INSTRUCTIONS FOR THE TASK: From the material below, copy each line that holds the word "marker".

INPUT:
== == ==

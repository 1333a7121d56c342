//! Column materialization.
//!
//! Turns one table's raw catalog rows into [`ColumnDefinition`]s, checking the
//! ordinal invariants and applying the dialect's identity heuristic.

use std::collections::HashSet;
use std::sync::Arc;

use crate::core::schema::{ColumnDefinition, RawColumn, SchemaDefinition, TableId};
use crate::core::traits::CatalogDialect;
use crate::error::{CatalogError, Result};

use super::{normalize_type, LengthRecovery};

/// Whether a default expression invokes a sequence.
///
/// The expression is unwrapped by the dialect, lowercased with runs of
/// whitespace collapsed to one space, and compared against `marker`. An
/// absent default is never an identity.
pub fn is_identity_default(
    default: Option<&str>,
    marker: &str,
    unwrap: impl Fn(&str) -> &str,
) -> bool {
    match default {
        Some(text) => unwrap(text)
            .split_whitespace()
            .collect::<Vec<_>>()
            .join(" ")
            .to_lowercase()
            .starts_with(marker),
        None => false,
    }
}

/// Materialize one table's columns.
///
/// Ordinals must run exactly `1..=n` in row order, catalog column numbers
/// must strictly increase, and names must be unique. Anything else is
/// reported as a `SchemaConsistency` error rather than silently reordered.
pub fn materialize_columns<F>(
    table: &TableId,
    rows: Vec<RawColumn>,
    dialect: &dyn CatalogDialect,
    recovery: &LengthRecovery,
    resolve: F,
) -> Result<Vec<ColumnDefinition>>
where
    F: Fn(&str) -> Option<Arc<SchemaDefinition>>,
{
    let marker = dialect.identity_marker();
    let mut seen = HashSet::with_capacity(rows.len());
    let mut columns = Vec::with_capacity(rows.len());
    let mut last_catalog_ordinal = 0;

    for (idx, raw) in rows.into_iter().enumerate() {
        let expected = idx as i32 + 1;
        if raw.ordinal_position != expected {
            return Err(CatalogError::consistency(
                table.to_string(),
                format!(
                    "column '{}' has ordinal position {}, expected {}",
                    raw.name, raw.ordinal_position, expected
                ),
            ));
        }
        let catalog_ordinal = raw.catalog_ordinal.unwrap_or(raw.ordinal_position);
        if catalog_ordinal <= last_catalog_ordinal {
            return Err(CatalogError::consistency(
                table.to_string(),
                format!(
                    "column '{}' has catalog column number {} after {}",
                    raw.name, catalog_ordinal, last_catalog_ordinal
                ),
            ));
        }
        last_catalog_ordinal = catalog_ordinal;

        if !seen.insert(raw.name.clone()) {
            return Err(CatalogError::consistency(
                table.to_string(),
                format!(
                    "duplicate column name '{}' at position {}",
                    raw.name, raw.ordinal_position
                ),
            ));
        }

        let is_identity = raw.catalog_identity
            || is_identity_default(raw.column_default.as_deref(), marker, |d| {
                dialect.unwrap_default(d)
            });
        let data_type = normalize_type(&raw, recovery, &resolve);

        columns.push(ColumnDefinition {
            table: table.clone(),
            name: raw.name,
            ordinal_position: raw.ordinal_position,
            catalog_ordinal,
            data_type,
            is_identity,
            comment: raw.comment,
        });
    }

    Ok(columns)
}
//! Error types for the download module.

use std::path::PathBuf;

use thiserror::Error;

/// Errors that can occur during resource downloads.
#[derive(Debug, Error)]
pub enum DownloadError {
    /// Network-level error (DNS resolution, connection refused, TLS errors, etc.)
    #[error("network error downloading {url}: {source}")]
    Network {
        /// The URL that failed to download.
        url: String,
        /// The underlying network error.
        #[source]
        source: reqwest::Error,
    },

    /// Request timed out before completion.
    #[error("timeout downloading {url}")]
    Timeout {
        /// The URL that timed out.
        url: String,
    },

    /// HTTP error response (4xx client errors, 5xx server errors).
    #[error("HTTP {status} downloading {url}")]
    HttpStatus {
        /// The URL that returned an error status.
        url: String,
        /// The HTTP status code.
        status: u16,
    },

    /// File system error during download (create file, write, etc.)
    #[error("IO error writing to {path}: {source}")]
    Io {
        /// The file path where the error occurred.
        path: PathBuf,
        /// The underlying IO error.
        #[source]
        source: std::io::Error,
    },

    /// The provided URL is malformed or invalid.
    #[error("invalid URL: {url}")]
    InvalidUrl {
        /// The invalid URL string.
        url: String,
    },
}

impl DownloadError {
    /// Creates a network error from a reqwest error.
    pub fn network(url: impl Into<String>, source: reqwest::Error) -> Self {
        Self::Network {
            url: url.into(),
            source,
        }
    }

    /// Creates a timeout error.
    pub fn timeout(url: impl Into<String>) -> Self {
        Self::Timeout { url: url.into() }
    }

    /// Creates an HTTP status error.
    pub fn http_status(url: impl Into<String>, status: u16) -> Self {
        Self::HttpStatus {
            url: url.into(),
            status,
        }
    }

    /// Creates an IO error.
    pub fn io(path: impl Into<PathBuf>, source: std::io::Error) -> Self {
        Self::Io {
            path: path.into(),
            source,
        }
    }

    /// Creates an invalid URL error.
    pub fn invalid_url(url: impl Into<String>) -> Self {
        Self::InvalidUrl { url: url.into() }
    }
}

== == ==

ANSWER TO THE PROBLEM:
/// whitespace collapsed to one space, and compared against `marker`. An
    marker: &str,
            .starts_with(marker),
    let marker = dialect.identity_marker();
            || is_identity_default(raw.column_default.as_deref(), marker, |d| {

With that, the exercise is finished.